ところで浅草六区のブロードウェイに一度でも足を運ばれた方はご存じかもしれませんが、はとバスツアーも止まるこの浅草演芸ホールを除いて目に留まる建物といえば、もうこの時間には花やしきは閉まっておりますので、まず筆頭に挙げられるのは、浅草ROXという名の複合施設でしょう。経営元の名前は大人の事情で伏せておきますが、このROXの中に入るテナントはというと、くら寿司にマクドナルドに無印良品……浅草界隈にお住まいの方々には便利を運んでくれる存在やもしれませんが、一観光者視点からすると、どこの街にも一つは存在する何の変哲もないショッピングモールでございます。他には、ドン・キホーテ、パチンコ屋、チバラギに帰る為の割高第三セクター。観光するには尚のことでございます。
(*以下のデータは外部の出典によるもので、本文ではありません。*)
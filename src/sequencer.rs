//! Request Sequencing
//!
//! Overlapping refreshes of the same endpoint may resolve out of order.
//! Each request takes a ticket; a response is admitted only if no newer
//! ticket for that endpoint has been admitted already, so the last
//! issued request wins rather than the last resolved one.

use std::cell::RefCell;
use std::collections::HashMap;

#[derive(Debug, Clone, Copy, PartialEq, Eq, Hash)]
pub enum Endpoint {
    Widgets,
    Workload,
    Progress,
}

#[derive(Debug, Clone, Copy, PartialEq, Eq)]
pub struct Ticket {
    pub endpoint: Endpoint,
    pub seq: u64,
}

#[derive(Debug, Default, Clone, Copy)]
struct Counters {
    issued: u64,
    admitted: u64,
}

#[derive(Debug, Default)]
pub struct RequestSequencer {
    counters: RefCell<HashMap<Endpoint, Counters>>,
}

impl RequestSequencer {
    pub fn new() -> Self {
        Self::default()
    }

    pub fn issue(&self, endpoint: Endpoint) -> Ticket {
        let mut counters = self.counters.borrow_mut();
        let entry = counters.entry(endpoint).or_default();
        entry.issued += 1;
        Ticket {
            endpoint,
            seq: entry.issued,
        }
    }

    /// True if no newer ticket for the endpoint has been admitted yet
    pub fn is_fresh(&self, ticket: Ticket) -> bool {
        let counters = self.counters.borrow();
        ticket.seq > counters.get(&ticket.endpoint).map_or(0, |c| c.admitted)
    }

    /// Record that the response for `ticket` was applied.
    /// False if it was already stale. Admitting a ticket retires every older one.
    pub fn admit(&self, ticket: Ticket) -> bool {
        let mut counters = self.counters.borrow_mut();
        let entry = counters.entry(ticket.endpoint).or_default();
        if ticket.seq > entry.admitted {
            entry.admitted = ticket.seq;
            true
        } else {
            false
        }
    }
}
//! Console Logger
//!
//! Routes the `log` facade to the browser console.

use log::{Level, LevelFilter, Log, Metadata, Record};
use wasm_bindgen::JsValue;

struct ConsoleLogger;

static LOGGER: ConsoleLogger = ConsoleLogger;

impl Log for ConsoleLogger {
    fn enabled(&self, metadata: &Metadata) -> bool {
        metadata.level() <= log::max_level()
    }

    fn log(&self, record: &Record) {
        if !self.enabled(record.metadata()) {
            return;
        }
        let line = JsValue::from(format_line(record.level(), record.target(), &record.args().to_string()));
        match record.level() {
            Level::Error => web_sys::console::error_1(&line),
            Level::Warn => web_sys::console::warn_1(&line),
            Level::Info => web_sys::console::info_1(&line),
            Level::Debug | Level::Trace => web_sys::console::debug_1(&line),
        }
    }

    fn flush(&self) {}
}

fn format_line(level: Level, target: &str, message: &str) -> String {
    format!("{:<5} [{}] {}", level, target, message)
}

/// Install the console logger. Safe to call more than once.
pub fn init(level: LevelFilter) {
    if log::set_logger(&LOGGER).is_ok() {
        log::set_max_level(level);
    }
}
……が、ひとつよそのベッドタウンでは到底お見受けできないような建物がございます。
吉野家とインターネットカフェに囲まれて、一見、今にも潰れそうな佇まいで軒を構えているのが、日本ストリップ界の「オーソリチィ」の呼び声高い浅草ロック座でございます。全国の高校球児が甲子園に憧れるように、踊り子たちはここ浅草夢舞台の花道の、そのまた先っちょの前盆と呼ばれる円台の上で乳房を投げ出し、四肢を己がままに伸ばすことに恋焦がれ、日々、鍛錬、研鑽すること幾星霜……ということが人知れずに行われているのであります。
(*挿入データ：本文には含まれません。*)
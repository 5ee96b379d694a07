//! Board Synchronization
//!
//! Keeps the rendered board in step with the server. Every trigger
//! (drop, push event, poll tick, tab becoming visible) ends in the same
//! refreshers, each of which re-reads authoritative state on its own.
//! A failure in one refresher never blocks the others.

use std::cell::RefCell;
use std::collections::HashMap;
use std::rc::Rc;

use board_dragdrop::{create_drag_session, DragSession};
use log::Level;

use crate::api::BoardApi;
use crate::config::BoardConfig;
use crate::error::BoardError;
use crate::models::{TaskPatch, TaskRef, TaskState, TaskUpdated};
use crate::notify::Notifier;
use crate::plan::{self, fragment_plan, progress_plan, DomPatch};
use crate::sequencer::{Endpoint, RequestSequencer, Ticket};
use crate::surface::Surface;

/// What became of a drop
#[derive(Debug, Clone, Copy, PartialEq, Eq)]
pub enum DropOutcome {
    /// Server accepted the new state
    Committed,
    /// Server call failed, card put back where it was
    RolledBack,
    /// Destination state unknown, nothing moved or sent.
    /// The server only accepts the six kanban states.
    Rejected,
    /// Server call failed after a newer drop of the same card;
    /// the card stays where the newer drop put it
    Superseded,
    /// Drop arrived outside a drag gesture
    NoGesture,
}

pub struct BoardSync<A, S> {
    config: Rc<BoardConfig>,
    api: A,
    surface: S,
    session: DragSession<TaskRef>,
    sequencer: RequestSequencer,
    notifier: Rc<dyn Notifier>,
    /// Gesture serial of the latest in-flight drop per card
    latest_moves: RefCell<HashMap<TaskRef, u32>>,
}

impl<A: BoardApi, S: Surface> BoardSync<A, S> {
    pub fn new(config: Rc<BoardConfig>, api: A, surface: S, notifier: Rc<dyn Notifier>) -> Self {
        Self {
            config,
            api,
            surface,
            session: create_drag_session(),
            sequencer: RequestSequencer::new(),
            notifier,
            latest_moves: RefCell::new(HashMap::new()),
        }
    }

    pub fn api(&self) -> &A {
        &self.api
    }

    pub fn surface(&self) -> &S {
        &self.surface
    }

    pub fn session(&self) -> DragSession<TaskRef> {
        self.session
    }

    pub fn config(&self) -> &BoardConfig {
        &self.config
    }

    // ========================
    // Drag & Drop
    // ========================

    pub fn drag_start(&self, task: TaskRef) {
        let serial = self.session.begin(task.clone());
        log::debug!("drag #{} started for task {}", serial, task);
    }

    pub fn cancel_drag(&self) {
        self.session.cancel();
    }

    /// Drop onto the column `state`, whose card list is `list`.
    /// Refreshers run afterward whatever the outcome.
    pub async fn drop_on(&self, state: &str, list: Option<S::List>) -> DropOutcome {
        let outcome = self.move_dropped(state, list).await;
        self.refresh_all().await;
        outcome
    }

    async fn move_dropped(&self, state: &str, list: Option<S::List>) -> DropOutcome {
        let Some(gesture) = self.session.take() else {
            log::warn!("drop on `{}` without a drag in progress", state);
            return DropOutcome::NoGesture;
        };
        let (task, serial) = (gesture.payload, gesture.serial);

        let state = match state.parse::<TaskState>() {
            Ok(state) => state,
            Err(e) => {
                log::warn!("drop of task {} rejected: {}", task, e);
                return DropOutcome::Rejected;
            }
        };

        self.latest_moves.borrow_mut().insert(task.clone(), serial);

        // Optimistic move, remembering where the card came from
        let prior = list.as_ref().and_then(|list| {
            let prior = self.surface.placement_of(&task)?;
            self.surface.prepend_card(&task, list).then_some(prior)
        });

        let result = self.api.patch_task(&task, &TaskPatch::state(state)).await;
        let latest = self.settle_move(&task, serial);

        match result {
            Ok(()) => {
                log::info!("task {} moved to {}", task, state);
                DropOutcome::Committed
            }
            Err(e) if !latest => {
                log::warn!("PATCH failed for task {} after a newer drop, keeping it: {}", task, e);
                DropOutcome::Superseded
            }
            Err(e) => {
                log::error!("PATCH failed for task {}: {}", task, e);
                if let Some(prior) = prior {
                    self.surface.restore_card(&task, prior);
                }
                self.notifier
                    .notify(&format!("Could not move task {} to {}: {}", task, state, e));
                DropOutcome::RolledBack
            }
        }
    }

    /// Forget the in-flight move `serial` of `task`.
    /// False if a newer drop of the same card has started since.
    fn settle_move(&self, task: &TaskRef, serial: u32) -> bool {
        let mut moves = self.latest_moves.borrow_mut();
        match moves.get(task) {
            Some(&latest) if latest == serial => {
                moves.remove(task);
                true
            }
            _ => false,
        }
    }

    // ========================
    // Push Events
    // ========================

    /// Handle a `task_updated` push. Returns whether a card moved.
    pub async fn task_updated(&self, event: TaskUpdated) -> bool {
        let moved = self.relocate(&event);
        self.refresh_all().await;
        moved
    }

    fn relocate(&self, event: &TaskUpdated) -> bool {
        let Some(raw) = event.state.as_deref() else {
            return false;
        };
        let state = match raw.parse::<TaskState>() {
            Ok(state) => state,
            Err(e) => {
                log::warn!("push for task {} ignored: {}", event.id, e);
                return false;
            }
        };
        match self.surface.list_for_state(state) {
            Some(list) => self.surface.prepend_card(&event.id, &list),
            None => false,
        }
    }

    // ========================
    // Refreshers
    // ========================

    /// Run the three refreshers concurrently
    pub async fn refresh_all(&self) {
        futures::join!(self.refresh_widgets(), self.refresh_workload(), self.refresh_progress());
    }

    /// Replace the widgets panel. No-op on pages without it.
    pub async fn refresh_widgets(&self) -> bool {
        let anchor = self.config.widgets_anchor.as_str();
        if !self.surface.has_element(anchor) {
            return false;
        }
        let ticket = self.sequencer.issue(Endpoint::Widgets);
        match self.api.fetch_widgets().await {
            Ok(html) => self.apply_admitted(ticket, fragment_plan(anchor, html)),
            Err(e) => {
                report(Endpoint::Widgets, &e);
                false
            }
        }
    }

    /// Replace the workload panel. No-op on pages without it.
    pub async fn refresh_workload(&self) -> bool {
        let anchor = self.config.workload_anchor.as_str();
        if !self.surface.has_element(anchor) {
            return false;
        }
        let ticket = self.sequencer.issue(Endpoint::Workload);
        match self.api.fetch_workload().await {
            Ok(html) => self.apply_admitted(ticket, fragment_plan(anchor, html)),
            Err(e) => {
                report(Endpoint::Workload, &e);
                false
            }
        }
    }

    /// Patch progress bars and labels in place
    pub async fn refresh_progress(&self) -> bool {
        let ticket = self.sequencer.issue(Endpoint::Progress);
        match self.api.fetch_progress().await {
            Ok(records) => self.apply_admitted(ticket, progress_plan(&records)),
            Err(e) => {
                report(Endpoint::Progress, &e);
                false
            }
        }
    }

    /// Apply a response unless a newer one already landed.
    /// Only an applied response is admitted, so a malformed newer one
    /// leaves older responses usable.
    fn apply_admitted(&self, ticket: Ticket, patches: Vec<DomPatch>) -> bool {
        if !self.sequencer.is_fresh(ticket) {
            log::debug!("discarding stale {:?} response #{}", ticket.endpoint, ticket.seq);
            return false;
        }
        match plan::apply(&self.surface, patches) {
            Ok(landed) => {
                self.sequencer.admit(ticket);
                log::debug!("{:?} response #{} patched {} nodes", ticket.endpoint, ticket.seq, landed);
                true
            }
            Err(e) => {
                report(ticket.endpoint, &e);
                false
            }
        }
    }
}

/// Widgets are optional per page and stay quiet; a bad status is
/// expected churn everywhere.
fn report(endpoint: Endpoint, err: &BoardError) {
    let level = match (endpoint, err) {
        (_, BoardError::Status(_)) => Level::Debug,
        (Endpoint::Widgets, _) => Level::Debug,
        _ => Level::Error,
    };
    log::log!(level, "{:?} refresh failed: {}", endpoint, err);
}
おいおい、本当かい。この前潰れた近所のミニシアターだって、もうちっとばかし、小奇麗にしていたもんよ……わかります、わかります。ですが、騙されたと思って、見上げて……ネットルーム100円……もうちょっと下です。そうそう、そのあたりに薄汚れた看板が掛かっているでしょう。今では、どのパソコンを使っても打ち出せないようなフォントで「ファッションヌードシアター ロック座」って。ファッションヌードなんですよ。聞いたことありますか、そんな単語。まずもって、ネイキッドとヌードは違うんです。ましては、ポルノとヌードというのは、月と鼈。鼈も滋養強壮に効くわけですから、まあ、馬鹿に出来たものではないですが、それほどにかけ離れているものなのでございます。かのケネス・クラークというむっつり助兵衛ぶりをモンティ・パイソンにコケにされた偉い美術史家様もフランスのニコラ・プッサンというこれまた、この前Xがついたテリー・ジョーンズにそっくりな画家による手紙を引用しつつ、ヌードの本質を説いています。
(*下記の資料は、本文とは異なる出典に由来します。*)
//! DOM Mutation Plans
//!
//! Refreshers turn a server snapshot into a list of patches; `apply`
//! carries them out against a [`Surface`]. Widgets and workload replace a
//! whole fragment, progress patches individual nodes in place.

use crate::error::BoardResult;
use crate::models::ProgressRecord;
use crate::surface::Surface;

#[derive(Debug, Clone, PartialEq)]
pub enum DomPatch {
    /// Swap the element `anchor_id` for its fresh copy inside `html`
    ReplaceAnchor { anchor_id: String, html: String },
    /// Set `style.width` to `pct%`
    SetWidth { element_id: String, pct: u32 },
    SetText { element_id: String, text: String },
}

/// Id prefixes of the progress views: dashboard card, projects table
pub const PROGRESS_VIEWS: [(&str, &str); 2] = [("bar-", "txt-"), ("proj-bar-", "proj-txt-")];

pub fn progress_plan(records: &[ProgressRecord]) -> Vec<DomPatch> {
    let mut plan = Vec::with_capacity(records.len() * PROGRESS_VIEWS.len() * 2);
    for record in records {
        let label = record.label();
        for (bar, txt) in PROGRESS_VIEWS {
            plan.push(DomPatch::SetWidth {
                element_id: format!("{}{}", bar, record.id),
                pct: record.pct,
            });
            plan.push(DomPatch::SetText {
                element_id: format!("{}{}", txt, record.id),
                text: label.clone(),
            });
        }
    }
    plan
}

pub fn fragment_plan(anchor_id: &str, html: String) -> Vec<DomPatch> {
    vec![DomPatch::ReplaceAnchor {
        anchor_id: anchor_id.to_string(),
        html,
    }]
}

/// Apply a plan. Patches whose target is missing are skipped.
/// Returns how many patches landed.
pub fn apply<S: Surface>(surface: &S, plan: Vec<DomPatch>) -> BoardResult<usize> {
    let mut landed = 0;
    for patch in plan {
        let hit = match patch {
            DomPatch::ReplaceAnchor { anchor_id, html } => surface.replace_anchor(&anchor_id, &html)?,
            DomPatch::SetWidth { element_id, pct } => surface.set_width_pct(&element_id, pct),
            DomPatch::SetText { element_id, text } => surface.set_text(&element_id, &text),
        };
        if hit {
            landed += 1;
        }
    }
    Ok(landed)
}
あなたがニームでご覧になられたはずの美しい娘たちは、メーゾン・カレの美しい円柱に劣らず、あなたの精神を喜ばせたにちがいありません。というのもこの神殿の円柱は、その昔、娘たちをコピーしたものにほかならないのですから。(シャントルーへの手紙 1642年3月20日)
…まったくわけがわかりませんね。やいのかいの芸術論をつらつらあげつらったところで、結局のところは裸がみたいだけなのだろうと。当然、馬の骨のそう思ったわけですね。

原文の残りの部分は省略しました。